Covered California Executive Director Peter Lee says the state exchange has already exceeded its own enrollment projections.

HUNDREDS OF LA SCHOOL BUILDINGS NEED QUAKE WORK: LOS ANGELES (AP) — Hundreds of school buildings in the Los Angeles district need to be strengthened to withstand a major earthquake.
District data indicates that 667 buildings are in need of detailed seismic evaluations and retrofitting.
Another 19 buildings have been retrofitted, 21 are being evaluated or retrofitted and five have been demolished.
The buildings were identified after a 1999 state law required a survey of vulnerable school structures around California.
The district estimates completing the work will cost nearly $1 billion.

2 SOLAR PLANTS APPROVED: LOS ANGELES (AP) — Federal officials announced the approval of two solar energy plants on public lands in California and Nevada, angering environmentalists who say the facilities will endanger desert tortoises.
The plants were expected to supply 550 megawatts of renewable energy, enough to power about 170,000 homes, Secretary of Interior Secretary Sally Jewell said in a release Wednesday.
More than 700 jobs will be created through construction and operations, she said.

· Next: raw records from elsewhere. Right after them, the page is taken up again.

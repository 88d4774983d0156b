//! Configuration structures for deserialisation.
//!
//! These structures map directly to the JSON configuration file format.

use std::net::IpAddr;

use serde::Deserialize;

use crate::error::ConfigError;

/// Root configuration structure.
///
/// This is the top-level structure that matches the JSON config file.
#[derive(Debug, Clone, Deserialize)]
#[serde(deny_unknown_fields)]
pub struct Config {
    /// Optional JSON schema reference (ignored during parsing).
    #[serde(rename = "$schema", default)]
    _schema: Option<String>,

    /// Optional comment field (ignored during parsing).
    #[serde(rename = "_comment", default)]
    _comment: Option<String>,

    /// Whether the MCP server starts with the host.
    #[serde(default = "default_true")]
    pub server_enabled: bool,

    /// Port the HTTP front-end listens on.
    #[serde(default = "default_port")]
    pub server_port: u16,

    /// Address the listener binds to.
    #[serde(default = "default_bind_address")]
    pub bind_address: String,

    /// Host name advertised to SSE clients in the message endpoint URL.
    #[serde(default = "default_advertised_host")]
    pub advertised_host: String,

    /// Logging settings.
    #[serde(default)]
    pub logging: LoggingConfig,
}

impl Default for Config {
    fn default() -> Self {
        Self {
            _schema: None,
            _comment: None,
            server_enabled: default_true(),
            server_port: default_port(),
            bind_address: default_bind_address(),
            advertised_host: default_advertised_host(),
            logging: LoggingConfig::default(),
        }
    }
}

impl Config {
    /// Validates the configuration.
    ///
    /// # Errors
    ///
    /// Returns an error if any validation checks fail.
    pub fn validate(&self) -> Result<(), ConfigError> {
        if self.server_port == 0 {
            return Err(ConfigError::ValidationError {
                message: "server_port must be between 1 and 65535".to_string(),
            });
        }

        if self.bind_address.parse::<IpAddr>().is_err() {
            return Err(ConfigError::ValidationError {
                message: format!(
                    "Invalid bind_address '{}'. Must be an IPv4 or IPv6 address",
                    self.bind_address
                ),
            });
        }

        if self.advertised_host.trim().is_empty() {
            return Err(ConfigError::ValidationError {
                message: "advertised_host must not be empty".to_string(),
            });
        }

        let valid_levels = ["trace", "debug", "info", "warn", "error"];
        if !valid_levels.contains(&self.logging.level.to_lowercase().as_str()) {
            return Err(ConfigError::ValidationError {
                message: format!(
                    "Invalid log level '{}'. Must be one of: {}",
                    self.logging.level,
                    valid_levels.join(", ")
                ),
            });
        }

        Ok(())
    }

    /// Returns the bind address as an [`IpAddr`].
    ///
    /// Falls back to the loopback address if the configured value does not
    /// parse; [`Config::validate`] rejects such configurations up front.
    #[must_use]
    pub fn bind_ip(&self) -> IpAddr {
        self.bind_address
            .parse()
            .unwrap_or(IpAddr::V4(std::net::Ipv4Addr::LOCALHOST))
    }
}

const fn default_true() -> bool {
    true
}

const fn default_port() -> u16 {
    8767
}

fn default_bind_address() -> String {
    "127.0.0.1".to_string()
}

fn default_advertised_host() -> String {
    "localhost".to_string()
}

/// Logging configuration.
#[derive(Debug, Clone, Deserialize)]
#[serde(deny_unknown_fields)]
pub struct LoggingConfig {
    /// Log level (trace, debug, info, warn, error).
    #[serde(default = "default_log_level")]
    pub level: String,
}

impl Default for LoggingConfig {
    fn default() -> Self {
        Self {
            level: default_log_level(),
        }
    }
}

fn default_log_level() -> String {
    "warn".to_string()
}
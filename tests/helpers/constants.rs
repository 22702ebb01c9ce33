pub const CART_GRAPHQL_FIELDS: &str = "#
id
cartType
selectedPaymentMethod {
    code
    title
    purchaseOrderNumber
    extraFields {
        name
        value
    }
}
availablePaymentMethods {
    code
    title
}
createdAt
lastModified
#";

pub const SET_PAYMENT_METHOD_MUTATION: &str = r#"
    mutation setPaymentMethodOnCart($input: SetPaymentMethodOnCartInput!) {
        setPaymentMethodOnCart(input: $input) {
            cart {
                id
                cartType
                selectedPaymentMethod {
                    code
                    title
                    purchaseOrderNumber
                    extraFields {
                        name
                        value
                    }
                }
            }
        }
    }
"#;

pub const CREATE_EMPTY_CART_MUTATION: &str = r#"
    mutation createEmptyCart {
        createEmptyCart
    }
"#;
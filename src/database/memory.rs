use async_trait::async_trait;
use dashmap::DashMap;
use std::sync::Arc;

use crate::{
    database::CartRepository,
    models::{CartId, CartPaymentState, CustomerId},
    CheckoutError, Result,
};

/// Keeps carts in process memory. Every write replaces the whole cart
/// record, which gives `save_payment` its all-or-nothing behaviour.
#[derive(Debug, Default, Clone)]
pub struct InMemoryCartDatabase {
    carts: Arc<DashMap<CartId, CartPaymentState>>,
}

impl InMemoryCartDatabase {
    pub fn new() -> Self {
        Self::default()
    }
}

#[async_trait]
impl CartRepository for InMemoryCartDatabase {
    #[tracing::instrument(skip(self), fields(repository = "cart"))]
    async fn find_by_id(&self, id: CartId) -> Result<Option<CartPaymentState>> {
        Ok(self.carts.get(&id).map(|cart| cart.value().clone()))
    }

    #[tracing::instrument(skip(self), fields(repository = "cart"))]
    async fn find_by_owner(&self, owner: CustomerId) -> Result<Option<CartPaymentState>> {
        Ok(self
            .carts
            .iter()
            .find(|cart| cart.owner == Some(owner))
            .map(|cart| cart.value().clone()))
    }

    #[tracing::instrument(skip(self, cart), fields(repository = "cart", cart_id = %cart.id))]
    async fn create(&self, cart: &CartPaymentState) -> Result<()> {
        self.carts.insert(cart.id, cart.clone());
        Ok(())
    }

    #[tracing::instrument(skip(self, cart), fields(repository = "cart", cart_id = %cart.id))]
    async fn save_payment(&self, cart: &CartPaymentState) -> Result<()> {
        match self.carts.get_mut(&cart.id) {
            Some(mut stored) => {
                *stored = cart.clone();
                Ok(())
            }
            None => Err(CheckoutError::CartNotFound(cart.id.to_string())),
        }
    }
}
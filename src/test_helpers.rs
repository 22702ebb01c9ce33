use async_trait::async_trait;
use std::collections::HashMap;
use std::time::Duration;

use crate::{
    configuration::{AuthSettings, PaymentMethodSettings, PaymentSettings},
    database::{CartRepository, InMemoryCartDatabase},
    models::{CartId, CartPaymentState, CustomerId},
    Result,
};

pub const TEST_STORAGE_TIMEOUT: Duration = Duration::from_millis(500);

fn method(code: &str, title: &str, required_fields: &[&str]) -> PaymentMethodSettings {
    PaymentMethodSettings {
        code: code.to_owned(),
        title: title.to_owned(),
        required_fields: required_fields.iter().map(|f| f.to_string()).collect(),
        instructions: None,
        enabled: true,
    }
}

/// The four offline methods, all enabled, no store overrides
pub fn offline_payment_settings() -> PaymentSettings {
    PaymentSettings {
        methods: vec![
            method("checkmo", "Check / Money order", &[]),
            method("banktransfer", "Bank Transfer Payment", &[]),
            method("cashondelivery", "Cash On Delivery", &[]),
            method("purchaseorder", "Purchase Order", &["purchase_order_number"]),
        ],
        stores: HashMap::new(),
    }
}

// Only for local unit tests, the app reads its secret from configuration
pub fn test_auth_settings() -> AuthSettings {
    AuthSettings {
        token_secret: "unit-test-secret".to_owned(),
        issuer: "checkout-tests".to_owned(),
    }
}

/// Wraps the in-memory store and sleeps before every call, for exercising
/// the storage timeouts
pub struct SlowCartDatabase {
    pub inner: InMemoryCartDatabase,
    delay: Duration,
}

impl SlowCartDatabase {
    pub fn new(delay: Duration) -> Self {
        Self {
            inner: InMemoryCartDatabase::new(),
            delay,
        }
    }
}

#[async_trait]
impl CartRepository for SlowCartDatabase {
    async fn find_by_id(&self, id: CartId) -> Result<Option<CartPaymentState>> {
        tokio::time::sleep(self.delay).await;
        self.inner.find_by_id(id).await
    }

    async fn find_by_owner(&self, owner: CustomerId) -> Result<Option<CartPaymentState>> {
        tokio::time::sleep(self.delay).await;
        self.inner.find_by_owner(owner).await
    }

    async fn create(&self, cart: &CartPaymentState) -> Result<()> {
        tokio::time::sleep(self.delay).await;
        self.inner.create(cart).await
    }

    async fn save_payment(&self, cart: &CartPaymentState) -> Result<()> {
        tokio::time::sleep(self.delay).await;
        self.inner.save_payment(cart).await
    }
}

The Stateline Solar Farm Project is slated for a site in the Mojave Desert in San Bernardino County, Calif., near the Nevada line.
Across the border, the Silver State South Solar Project will be located near Primm, Nev. It will be adjacent to the smaller Silver State North facility, which is already providing power.
Both new public lands projects were proposed by the company First Solar and have commitments from Southern California Edison to purchase the plants’ output for 20 years, the secretary said.
Throughout the review process, environmentalists voiced concerns that construction will negatively impact populations of desert tortoises in the Ivanpah Valley.